According to (my) research…men are absolute jerks

Dated 4 guys, 100% of them are jerks.

14 years old, first love, got dumped because “ I like her”.

18 years old, second love, got dumped because “ I don’t love you anymore.”

19 years old, third love, got dumped because “ You deserve better.” (douchebag translator: I just want sex but you ain’t giving me.)

20 years old, forth love, haven’t got dumped yet but I’m sure he will be one of the assholes up there. Why? Because according to (my) research, men are absolute jerks.

I was in Malaysia with my family in December for 4 days. We were travelling in Kuala Lumpur, jamming food inside our mouth at the night market, letting the (imaginative) money rain on unnecessary goods at the shopping centres, exclaiming at the breathtaking models in the architecture museum. Nevertheless, being a clingy girlfriend, I couldn’t peel my mind away from my boyfriend. I never stopped texting my beloved boyfriend in UK and updating him with every bits and pieces of my life.

Taken on 20th December

“These have to be the best wings I have ever had!” — 4:00 pm Monday

I put down my phone, grabbed another chicken wing and started nomming. After an hour of non-stop eating, I leaned back, held my bursting stomach and let out a huge burp. Ignoring disgusted eyesights around me, I picked up my phone.

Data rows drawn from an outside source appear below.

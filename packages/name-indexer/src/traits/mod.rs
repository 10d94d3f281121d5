//! Core trait abstractions for the indexer library.
//!
//! These traits define the seams to the outside world: the directory
//! listing service, profile resolution, and the document store.

pub mod directory;
pub mod resolver;
pub mod store;
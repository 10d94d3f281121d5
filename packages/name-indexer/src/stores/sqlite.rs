//! SQLite storage implementation.
//!
//! A file-based document store. All databases live in one `documents`
//! table keyed by `(db, collection, key)`, so dropping or copying a
//! database is a single statement (or a single transaction) and therefore
//! atomic for concurrent readers.

use async_trait::async_trait;
use serde_json::Value;
use sqlx::sqlite::{SqlitePool, SqlitePoolOptions};

use crate::error::{IndexerError, Result};
use crate::traits::store::DocumentStore;

/// SQLite-based document store.
pub struct SqliteStore {
    pool: SqlitePool,
}

impl SqliteStore {
    /// Create a new SQLite store with the given connection URL.
    ///
    /// # Example URLs
    /// - `sqlite://search_index.db?mode=rwc` - Create if not exists
    /// - `sqlite::memory:` - In-memory database (ephemeral)
    pub async fn new(database_url: &str) -> Result<Self> {
        let pool = SqlitePoolOptions::new()
            .max_connections(5)
            .connect(database_url)
            .await
            .map_err(IndexerError::storage)?;

        Self::with_pool(pool).await
    }

    /// Create an in-memory SQLite store (for testing).
    ///
    /// Uses a single connection: every `:memory:` connection is its own
    /// database.
    pub async fn in_memory() -> Result<Self> {
        let pool = SqlitePoolOptions::new()
            .max_connections(1)
            .connect("sqlite::memory:")
            .await
            .map_err(IndexerError::storage)?;

        Self::with_pool(pool).await
    }

    async fn with_pool(pool: SqlitePool) -> Result<Self> {
        let store = Self { pool };
        store.run_migrations().await?;
        Ok(store)
    }

    /// Run database migrations.
    async fn run_migrations(&self) -> Result<()> {
        sqlx::query(
            r#"
            CREATE TABLE IF NOT EXISTS documents (
                db TEXT NOT NULL,
                collection TEXT NOT NULL,
                key TEXT NOT NULL,
                doc TEXT NOT NULL,
                PRIMARY KEY (db, collection, key)
            );
            "#,
        )
        .execute(&self.pool)
        .await
        .map_err(IndexerError::storage)?;

        Ok(())
    }

    /// Get the underlying connection pool.
    pub fn pool(&self) -> &SqlitePool {
        &self.pool
    }
}

#[async_trait]
impl DocumentStore for SqliteStore {
    async fn upsert(
        &self,
        database: &str,
        collection: &str,
        key: &str,
        doc: &Value,
    ) -> Result<()> {
        let doc = serde_json::to_string(doc)?;
        sqlx::query(
            r#"
            INSERT INTO documents (db, collection, key, doc)
            VALUES (?, ?, ?, ?)
            ON CONFLICT (db, collection, key) DO UPDATE SET doc = excluded.doc
            "#,
        )
        .bind(database)
        .bind(collection)
        .bind(key)
        .bind(doc)
        .execute(&self.pool)
        .await
        .map_err(IndexerError::storage)?;

        Ok(())
    }

    async fn get(&self, database: &str, collection: &str, key: &str) -> Result<Option<Value>> {
        let row: Option<(String,)> = sqlx::query_as(
            "SELECT doc FROM documents WHERE db = ? AND collection = ? AND key = ?",
        )
        .bind(database)
        .bind(collection)
        .bind(key)
        .fetch_optional(&self.pool)
        .await
        .map_err(IndexerError::storage)?;

        match row {
            Some((doc,)) => Ok(Some(serde_json::from_str(&doc)?)),
            None => Ok(None),
        }
    }

    async fn scan(&self, database: &str, collection: &str) -> Result<Vec<(String, Value)>> {
        let rows: Vec<(String, String)> = sqlx::query_as(
            "SELECT key, doc FROM documents WHERE db = ? AND collection = ? ORDER BY key",
        )
        .bind(database)
        .bind(collection)
        .fetch_all(&self.pool)
        .await
        .map_err(IndexerError::storage)?;

        rows.into_iter()
            .map(|(key, doc)| Ok((key, serde_json::from_str(&doc)?)))
            .collect()
    }

    async fn count(&self, database: &str, collection: &str) -> Result<usize> {
        let (count,): (i64,) =
            sqlx::query_as("SELECT COUNT(*) FROM documents WHERE db = ? AND collection = ?")
                .bind(database)
                .bind(collection)
                .fetch_one(&self.pool)
                .await
                .map_err(IndexerError::storage)?;

        Ok(count as usize)
    }

    async fn database_exists(&self, database: &str) -> Result<bool> {
        let row: Option<(i64,)> = sqlx::query_as("SELECT 1 FROM documents WHERE db = ? LIMIT 1")
            .bind(database)
            .fetch_optional(&self.pool)
            .await
            .map_err(IndexerError::storage)?;

        Ok(row.is_some())
    }

    async fn drop_database(&self, database: &str) -> Result<()> {
        sqlx::query("DELETE FROM documents WHERE db = ?")
            .bind(database)
            .execute(&self.pool)
            .await
            .map_err(IndexerError::storage)?;

        Ok(())
    }

    async fn copy_database(&self, from: &str, to: &str) -> Result<()> {
        let mut tx = self.pool.begin().await.map_err(IndexerError::storage)?;

        sqlx::query("DELETE FROM documents WHERE db = ?")
            .bind(to)
            .execute(&mut *tx)
            .await
            .map_err(IndexerError::storage)?;

        sqlx::query(
            r#"
            INSERT INTO documents (db, collection, key, doc)
            SELECT ?, collection, key, doc FROM documents WHERE db = ?
            "#,
        )
        .bind(to)
        .bind(from)
        .execute(&mut *tx)
        .await
        .map_err(IndexerError::storage)?;

        tx.commit().await.map_err(IndexerError::storage)?;
        Ok(())
    }
}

Nothing. Meh, he should still be sleeping. Wait… its 5:00pm here, that means its 9:00am there. He is back home with family so he should be up now! Okay, chill out, I’ll wait.

I put down my phone and reached for the last chicken wing and gobbled down the last spoon of rice while complaining how full I was and got eye-rolled by my mum. We were strolling in the mall carrying our huge tummies, hoping to walk the food off so we could eat dinner (that was tea at 5:00 pm). With my hands full of shopping bags and an empty wallet, I sat down on a bench and waited for my mum and dad. Then, like everyone else, I took out my phone with anticipation, then followed with a frown.

Nothing. 8:30 pm here, 12:30pm in the UK. Is he serious? I furrowed my brows and tutted. He is busy, yes he is busy.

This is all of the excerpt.